I'd like to know how can be scraped in a loop (page 1 page 2etc....) a webpage which has infinite loops (like imgur) for example ... ?
I tried the code below, but it returns only the first page. How can I trigger the next page due to infinite scrolling template?
<?php
$mr = $maxredirect === null ? 10 : intval($maxredirect);
if (ini_get('open_basedir') == '' && ini_get('safe_mode' == 'Off')) {
curl_setopt($ch, CURLOPT_FOLLOWLOCATION, $mr > 0);
curl_setopt($ch, CURLOPT_MAXREDIRS, $mr);
curl_setopt($ch, CURLOPT_RETURNTRANSFER, true);
curl_setopt($ch, CURLOPT_SSL_VERIFYPEER, false);
} else {
curl_setopt($ch, CURLOPT_FOLLOWLOCATION, false);
if ($mr > 0) {
$original_url = curl_getinfo($ch, CURLINFO_EFFECTIVE_URL);
$newurl = $original_url;
$rch = curl_copy_handle($ch);
curl_setopt($rch, CURLOPT_HEADER, true);
curl_setopt($rch, CURLOPT_NOBODY, true);
curl_setopt($rch, CURLOPT_FORBID_REUSE, false);
do {
curl_setopt($rch, CURLOPT_URL, $newurl);
$header = curl_exec($rch);
if (curl_errno($rch)) {
$code = 0;
} else {
$code = curl_getinfo($rch, CURLINFO_HTTP_CODE);
if ($code == 301 || $code == 302) {
preg_match('/Location:(.*?)\n/', $header, $matches);
$newurl = trim(array_pop($matches));
// if no scheme is present then the new url is a
// relative path and thus needs some extra care
if(!preg_match("/^https?:/i", $newurl)){
$newurl = $original_url . $newurl;
}
} else {
$code = 0;
}
}
} while ($code && --$mr);
curl_close($rch);
if (!$mr) {
if ($maxredirect === null)
trigger_error('Too many redirects.', E_USER_WARNING);
else
$maxredirect = 0;
return false;
}
curl_setopt($ch, CURLOPT_URL, $newurl);
}
}
return curl_exec($ch);
}
$ch = curl_init('http://www.imgur.com');
curl_setopt($ch, CURLOPT_RETURNTRANSFER, true);
$data = curl_exec_follow($ch);
curl_close($ch);
echo $data;
?>
cURL
works by getting the source code of a webpage.

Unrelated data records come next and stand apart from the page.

//! Streaming HTTP bodies to disk through a partial file.

use std::path::{Path, PathBuf};

use futures::StreamExt;
use tokio::fs::{self, File};
use tokio::io::{AsyncWriteExt, BufWriter};
use tracing::debug;

/// `dest` with `suffix` appended to its file name.
pub fn with_suffix(dest: &Path, suffix: &str) -> PathBuf {
    let mut name = dest.file_name().unwrap_or_default().to_os_string();
    name.push(suffix);
    dest.with_file_name(name)
}

/// Write `response` to `partial`, then rename it to `dest`.
///
/// `dest` only ever appears once the body has been fully written, so anything
/// watching the directory can treat `partial` as "still downloading".
/// A failed transfer removes `partial`. Returns the number of bytes written.
pub async fn stream_to_file<E>(
    response: reqwest::Response,
    partial: &Path,
    dest: &Path,
) -> Result<u64, E>
where
    E: From<reqwest::Error> + From<std::io::Error>,
{
    if let Some(parent) = dest.parent() {
        fs::create_dir_all(parent).await?;
    }

    let result = write_body::<E>(response, partial).await;
    if result.is_err() {
        let _ = fs::remove_file(partial).await;
    }
    let written = result?;

    fs::rename(partial, dest).await?;
    debug!(path = %dest.display(), bytes = written, "download complete");
    Ok(written)
}

async fn write_body<E>(response: reqwest::Response, partial: &Path) -> Result<u64, E>
where
    E: From<reqwest::Error> + From<std::io::Error>,
{
    let mut file = BufWriter::new(File::create(partial).await?);
    let mut stream = response.bytes_stream();
    let mut written = 0u64;

    while let Some(chunk) = stream.next().await {
        let chunk = chunk?;
        file.write_all(&chunk).await?;
        written += chunk.len() as u64;
    }
    file.flush().await?;
    Ok(written)
}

Your code will gather the HTML only from the original webpage. In the case of imgur, it will include ~40 images, plus the rest of the page layout.
This original source code doesn't change when you scroll down. However, the HTML inside of your browser does. This is done with AJAX. The page that you are looking at requests information from a second page.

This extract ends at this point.